Probably because of the huge amounts of credit and money being created by the world's central banks, I seem to notice more and more people referring to this massive and irresponsible "printing" of money as the beginning of a new Weimar era, which is itself a reference to the massive printing of money by post-WWI Germany and the utter economic devastation that resulted.
But this not about whether the rulers of the old Weimar Germany were buttheads (they were) or whether the rulers of America's economy are buttheads (they are) but about the horrible economic price that a nation pays for such irresponsible stupidity. And don't look to me for a solution, as there isn't one, because if there was a painless solution to this insane system of a fiat currency created by debt, then at least one other person in all of history would have thought of it already.
And gold can speak to you. Not in some mystical or magical way, nor literally, but gold tells its story. Quietly, subtly, and only if you are listening closely.
The shiny metal doesn't boast or talk about itself much, no, it's too modest, too humble; but it speaks in soft tones about many other things. Gold has confidence because it has always been the standard by which all other money or currencies have been measured. Gold is, er... the gold standard.
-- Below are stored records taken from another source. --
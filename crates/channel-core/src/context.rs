use std::sync::Arc;

use anyhow::Result;

use crate::{channel::Channel, command::CommandTable, user::SharedSession};

/// Everything a command sees when it is invoked.
#[derive(Debug, Clone)]
pub struct CommandContext {
    /// Raw argument string following the command token.
    pub args: String,
    pub command_name: String,
    /// The lower-cased message that matched.
    pub message: String,
    pub channel: Channel,
    /// Effective command set at dispatch time.
    pub commands: Arc<CommandTable>,
    pub default_prefix: Option<String>,
    pub user: SharedSession,
    pub is_self: bool,
}

impl CommandContext {
    pub async fn say(&self, text: impl AsRef<str> + Send) -> Result<()> {
        self.channel.say(text.as_ref()).await
    }

    pub async fn action(&self, text: impl AsRef<str> + Send) -> Result<()> {
        self.channel.action(text.as_ref()).await
    }

    /// `command_name` rendered with the default prefix, e.g. `!ping`.
    #[must_use]
    pub fn invocation(&self, command_name: &str) -> String {
        format!("{}{command_name}", self.default_prefix.as_deref().unwrap_or_default())
    }
}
US dollars, Euros, and all the world's other currencies are poor excuses for storing value because they can just be printed up by the billions on fifty year old printing presses. Nothing special. Paper money and metal coins (not worth their face value) issued by the world's governments are a fantastic resource for these free spending, empire building governments because they can create all they want for practically no cost. That, is its strength, and also its weakness. Like Paris Hilton, they have no limits, no understanding of value and no morals. Gold just sits back and quietly watches from the back of the room, biding its time to be noticed again.